Published Web Location

https://www.ncbi.nlm.nih.gov/pmc/articles/PMC6711787/
No data is associated with this publication.
Abstract

Bacteriophage therapy (BT) uses bacteriophages to treat pathogenic bacteria and is an emerging strategy against multidrug-resistant (MDR) infections. Experience in solid organ transplant is limited. We describe BT in 3 lung transplant recipients (LTR) with life-threatening MDR infections caused by Pseudomonas aeruginosa (n = 2) and Burkholderia dolosa (n = 1). For each patient, lytic bacteriophages were selected against their bacterial isolates. BT was administered for variable durations under emergency Investigational New Drug applications and with patient informed consent.
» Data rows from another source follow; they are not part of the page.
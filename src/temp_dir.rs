use std::ffi::OsStr;
use std::fmt::{Debug, Display, Formatter};
use std::fs;
use std::io;
use std::path::{Path, PathBuf, StripPrefixError};
use std::sync::Arc;

use tempfile::Builder;

use crate::error::TempResult;
use crate::guard::{PathGuard, PathResource};
use crate::registry::InstanceRegistry;

/// Directory-name prefix used when no prefix is given.
pub const DEFAULT_DIR_PREFIX: &str = "TmpDir-";

static DIRS: InstanceRegistry<TrackedDir> = InstanceRegistry::new();

/// A tracked temporary directory.
///
/// Creation allocates a uniquely-named directory under the
/// temporary-directory root and registers the instance for bulk teardown via
/// [`delete_all`](TrackedDir::delete_all). The navigational path operations
/// forward to the owned path and never touch the safety check — only
/// deletions are guarded.
///
/// Clones share the same path. When the last clone is released, a
/// best-effort recursive removal runs as a leak backstop.
#[derive(Clone)]
pub struct TrackedDir {
    guard: PathGuard,
    core: Arc<DirCore>,
}

struct DirCore {
    /// The full path to the temporary directory.
    path: PathBuf,
}

impl TrackedDir {
    /// Creates a tracked temporary directory.
    ///
    /// The directory name starts with `prefix` followed by a uniqueness
    /// suffix chosen by the allocator.
    ///
    /// # Errors
    ///
    /// Returns an error if the directory cannot be allocated.
    pub fn create<S: AsRef<str>>(prefix: S) -> TempResult<Self> {
        let guard = PathGuard::new();
        let path = Builder::new()
            .prefix(prefix.as_ref())
            .tempdir_in(guard.root())?
            .keep();
        tracing::debug!(path = %path.display(), "created tracked temporary directory");
        let tracked = Self {
            guard,
            core: Arc::new(DirCore { path }),
        };
        Self::registry().register(tracked.clone());
        Ok(tracked)
    }

    /// Creates a tracked temporary directory with the default prefix.
    ///
    /// # Errors
    ///
    /// Returns an error if the directory cannot be allocated.
    pub fn anonymous() -> TempResult<Self> {
        Self::create(DEFAULT_DIR_PREFIX)
    }

    /// The registry of live [`TrackedDir`] instances.
    ///
    /// One process-wide instance; integrating applications can inspect it or
    /// reset it between test runs.
    #[must_use]
    pub fn registry() -> &'static InstanceRegistry<TrackedDir> {
        &DIRS
    }

    /// Recursively deletes every tracked directory created so far, in
    /// creation order.
    ///
    /// The first failure halts the batch; because the registry is drained
    /// before iteration, a failed batch does not reprocess on retry — the
    /// unprocessed remainder falls back to best-effort cleanup when the last
    /// handles are released. Re-invocation on an empty registry is a no-op.
    ///
    /// # Errors
    ///
    /// Returns [`crate::TempError::UnsafeDeletion`] if an instance's path no
    /// longer resolves under the temporary-directory root; other filesystem
    /// errors propagate unchanged.
    pub fn delete_all() -> TempResult<()> {
        for dir in Self::registry().drain() {
            dir.guard.guarded_delete(&dir)?;
        }
        Ok(())
    }

    /// Removes the directory's immediate children, leaving it in place.
    ///
    /// # Errors
    ///
    /// Propagates filesystem errors from the removal of any child.
    pub fn clear_contents(&self) -> TempResult<()> {
        self.guard.guarded_delete_contents(self)
    }

    /// The path of the temporary directory.
    #[must_use]
    pub fn path(&self) -> &Path {
        &self.core.path
    }

    /// Whether the directory currently exists on disk.
    #[must_use]
    pub fn exists(&self) -> bool {
        self.core.path.exists()
    }

    /// Whether the path currently refers to a directory on disk.
    #[must_use]
    pub fn is_dir(&self) -> bool {
        self.core.path.is_dir()
    }

    /// The final component of the directory's path.
    #[must_use]
    pub fn file_name(&self) -> Option<&OsStr> {
        self.core.path.file_name()
    }

    /// The directory's parent path.
    #[must_use]
    pub fn parent(&self) -> Option<&Path> {
        self.core.path.parent()
    }

    /// Joins a relative path onto the directory's path.
    #[must_use]
    pub fn join<P: AsRef<Path>>(&self, path: P) -> PathBuf {
        self.core.path.join(path)
    }

    /// The directory's path relative to `base`.
    ///
    /// # Errors
    ///
    /// Returns an error if `base` is not a prefix of the path.
    pub fn strip_prefix<P: AsRef<Path>>(&self, base: P) -> Result<&Path, StripPrefixError> {
        self.core.path.strip_prefix(base)
    }
}

impl PathResource for TrackedDir {
    fn resource_path(&self) -> &Path {
        &self.core.path
    }
}

impl AsRef<Path> for TrackedDir {
    fn as_ref(&self) -> &Path {
        &self.core.path
    }
}

impl Display for TrackedDir {
    fn fmt(&self, f: &mut Formatter<'_>) -> std::fmt::Result {
        write!(f, "{}", self.core.path.display())
    }
}

impl Debug for TrackedDir {
    fn fmt(&self, f: &mut Formatter<'_>) -> std::fmt::Result {
        f.debug_struct("TrackedDir")
            .field("path", &self.core.path)
            .finish()
    }
}

impl Drop for DirCore {
    fn drop(&mut self) {
        if let Err(e) = fs::remove_dir_all(&self.path) {
            if e.kind() != io::ErrorKind::NotFound {
                tracing::warn!(
                    path = %self.path.display(),
                    error = %e,
                    "failed to remove temporary directory on drop"
                );
            }
        }
    }
}
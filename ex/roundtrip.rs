use std::io::Read;
use tempguard::{TempError, TrackedDir, TrackedFile};

fn main() -> Result<(), TempError> {
    // Create a tracked temporary file with initial content.
    let mut file = TrackedFile::create("demo-", "Hello, tracked world!")?;

    // The cursor starts at offset 0, so an immediate read returns the content.
    let mut content = String::new();
    file.read_to_string(&mut content)?;
    println!("Temp file {} holds: {content}", file.path().display());

    // Create a tracked temporary directory and put a file inside it.
    let dir = TrackedDir::create("demo-dir-")?;
    std::fs::write(dir.join("note.txt"), "scratch data")?;
    println!("Temp dir {dir} exists: {}", dir.exists());

    // Bulk teardown: everything either type ever created is reclaimed,
    // each deletion checked against the temporary-directory root.
    TrackedFile::delete_all()?;
    TrackedDir::delete_all()?;
    println!("Everything reclaimed.");

    Ok(())
}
Safety was assessed using clinical/laboratory parameters and observed clinical improvements described, as appropriate. All patients received concurrent antibiotics. Two ventilator-dependent LTR with large airway complications and refractory MDR P. aeruginosa pneumonia received BT. Both responded clinically and were discharged from the hospital off ventilator support. A third patient had recurrent B. dolosa infection following transplant. Following BT initiation, consolidative opacities improved and ventilator weaning was begun. However, infection relapsed on BT and the patient died. No BT-related adverse events were identified in the 3 cases. BT was well tolerated and associated with clinical improvement in LTRs with MDR bacterial infection not responsive to antibiotics alone. BT may be a viable adjunct to antibiotics for patients with MDR infections.